The VA Linux 9450 is a NAS appliance that lets users consolidate storage from a variety of servers on the network. The NAS appliance, with a capacity of 180GB to more than six terabytes, can be easily expanded as storage needs grow, the company claims.
The VA Linux 9450 NAS appliance supports Linux, Unix, Windows 2000 and Macintosh operating systems, letting those users transparently access files stored on the device. It also supports HTTP and VA Linux’s NetAttach (VANA) storage operating environment. The machine comes with free software upgrades and customer support.
Analysts say the demand for increased storage capacity, faster systems and lower cost of ownership is driving the need for faster, less complicated storage devices.
“We are in the process of migrating from a large distributed network, including all of our shares, groups and e-mail folders, into this NAS system,” says Mark Thoreson, a manager at federal reseller GTSI in Chantilly, Va. “The VA Linux box lets us consolidate all these files and duplicate space into a centralized environment we can manage more easily.”
GTSI has more than one terabyte of data stored on servers around its offices.
Thoreson chose VA Linux because it gave his network the necessary performance and scalability. “The VA Linux NAS was about 40-plus per cent less than Network Appliance’s [file server] and 80 per cent to 90 per cent less than EMC (Corp.) for the amount of storage,” he says.
With the 9450, VA Linux is gunning for Network Appliance. According to company claims, the 9450 competes in the NAS market with Network Appliance Inc.’s NetApps 840 file server.
“VA has a shot at commoditizing NAS because [it] offers all the important file protocols – [Network File System, Common Internet File System,] HTTP and AppleTalk – at no extra cost,” says Bill Claybrook, an analyst with Aberdeen Group Inc.
“With Linux on the NAS itself, VA has the potential to offer considerable [features] compared with Network Appliance’s and EMC’s Celerra products. On the other hand, the company has to serve up data at sufficiently high rates to compete with these pared down operating systems or else they will not succeed,” Claybrook says.

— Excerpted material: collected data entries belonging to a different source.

fn resolve_duplicate_keys(
    document: &mut XmlDocument,
    schema: &NodeSchema,
    context: &ResourceContext,
    path: &std::path::Path,
) -> Result<bool, Error> {
    let container = schema
        .container_mut(document)
        .ok_or_else(|| Error::load(path, "missing item container"))?;

    let positions: Vec<usize> = schema
        .item_positions(container)
        .into_iter()
        .filter(|&p| {
            container.children()[p]
                .as_element()
                .and_then(|e| schema.key_of(e))
                .is_none_or(|k| !k.starts_with(DESIGNER_KEY_PREFIX))
        })
        .collect();
    let keys: Vec<String> = positions
        .iter()
        .map(|&p| {
            container.children()[p]
                .as_element()
                .and_then(|e| schema.key_of(e))
                .unwrap_or_default()
        })
        .collect();

    let resolved = deduplicate_keys(&keys);
    if resolved == keys {
        return Ok(false);
    }

    if context.configuration().duplicate_key_handling == DuplicateKeyHandling::Fail {
        let mut seen = HashSet::new();
        let offending: Vec<String> = keys
            .iter()
            .zip(&resolved)
            .filter(|(original, renamed)| original != renamed)
            .map(|(original, _)| original.clone())
            .filter(|key| seen.insert(key.clone()))
            .collect();
        return Err(Error::DuplicateKeys {
            path: path.to_path_buf(),
            keys: offending,
        });
    }

    for ((position, original), renamed) in positions.iter().zip(&keys).zip(&resolved) {
        if original != renamed {
            warn!(
                "{}: renamed duplicate key `{}` to `{}`",
                path.display(),
                original,
                renamed
            );
            if let Some(item) = container.children_mut()[*position].as_element_mut() {
                item.set_attribute(schema.key_attribute, renamed);
            }
        }
    }
    Ok(true)
}

type NodeIndex = (Vec<String>, HashMap<String, Node>);

fn index_nodes(document: &XmlDocument, schema: &NodeSchema) -> Result<NodeIndex, String> {
    let container = schema.container(document).ok_or_else(|| {
        format!(
            "missing `{}` element",
            schema.container.join("/")
        )
    })?;

    let mut keys = Vec::new();
    let mut nodes = HashMap::new();
    for position in schema.item_positions(container) {
        let Some(item) = container.children()[position].as_element() else {
            continue;
        };
        let key = schema.key_of(item).unwrap_or_default();
        if key.starts_with(DESIGNER_KEY_PREFIX) {
            continue;
        }
        let text = match item.element(schema.value) {
            Some(value) => Some(value.text().map_err(|e| e.to_string())?),
            None if schema.value_required => {
                return Err(format!("`{}` has no `{}` element", key, schema.value));
            }
            None => None,
        };
        let comment = match item.element(schema.comment) {
            Some(comment) => Some(comment.text().map_err(|e| e.to_string())?),
            None => None,
        };
        keys.push(key.clone());
        nodes.insert(key, Node { text, comment });
    }
    Ok((keys, nodes))
}

/// Indentation of the last element in `container`, or a default by nesting depth.
fn item_indent(container: &XmlElement, schema: &NodeSchema) -> String {
    container
        .children()
        .iter()
        .rposition(|n| n.as_element().is_some())
        .and_then(|p| container.indentation_of(p))
        .map(str::to_string)
        .unwrap_or_else(|| format!("\n{}", "  ".repeat(schema.container.len() + 1)))
}

/// Sets the text of child `name`, creating it after `after` (or last) when missing.
fn set_child_text(item: &mut XmlElement, name: &str, text: &str, indent: &str, after: Option<&str>) {
    if let Some(child) = item.element_mut(name) {
        child.set_text(text);
        return;
    }
    let child = XmlElement::new(name).with_text(text);
    let anchor = after.and_then(|a| {
        item.children()
            .iter()
            .position(|n| n.as_element().is_some_and(|e| e.is(a)))
    });
    match anchor {
        Some(anchor) => item.insert_element(Some(anchor), child, indent),
        None => item.append_element(child, indent),
    }
}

VA Linux acquired storage vendor NetAttach last year. VANA includes a status monitor that lets customers centrally manage all the NAS devices attached to the network and a “phone home” feature that alerts the customer and the VA Linux Alert Monitoring Center before trouble occurs, the company says.
VANA also supports snapshot back-up capability, in which images of the network data are taken at different points in time, thereby maintaining the integrity of the data. It also adds a Logical Volume Manager, SNMP management support, the Ext3 journaling file system, Open Network Data Management Protocol for LAN-free back-up, single sign-on and access to Windows NT domains.
The VA Linux 9450 NAS has hot-swappable, redundant power supplies and fans. It sells for less than US$30,000 for 180GB of storage and is available immediately. For more information, see the company’s Web site at www.valinux.com.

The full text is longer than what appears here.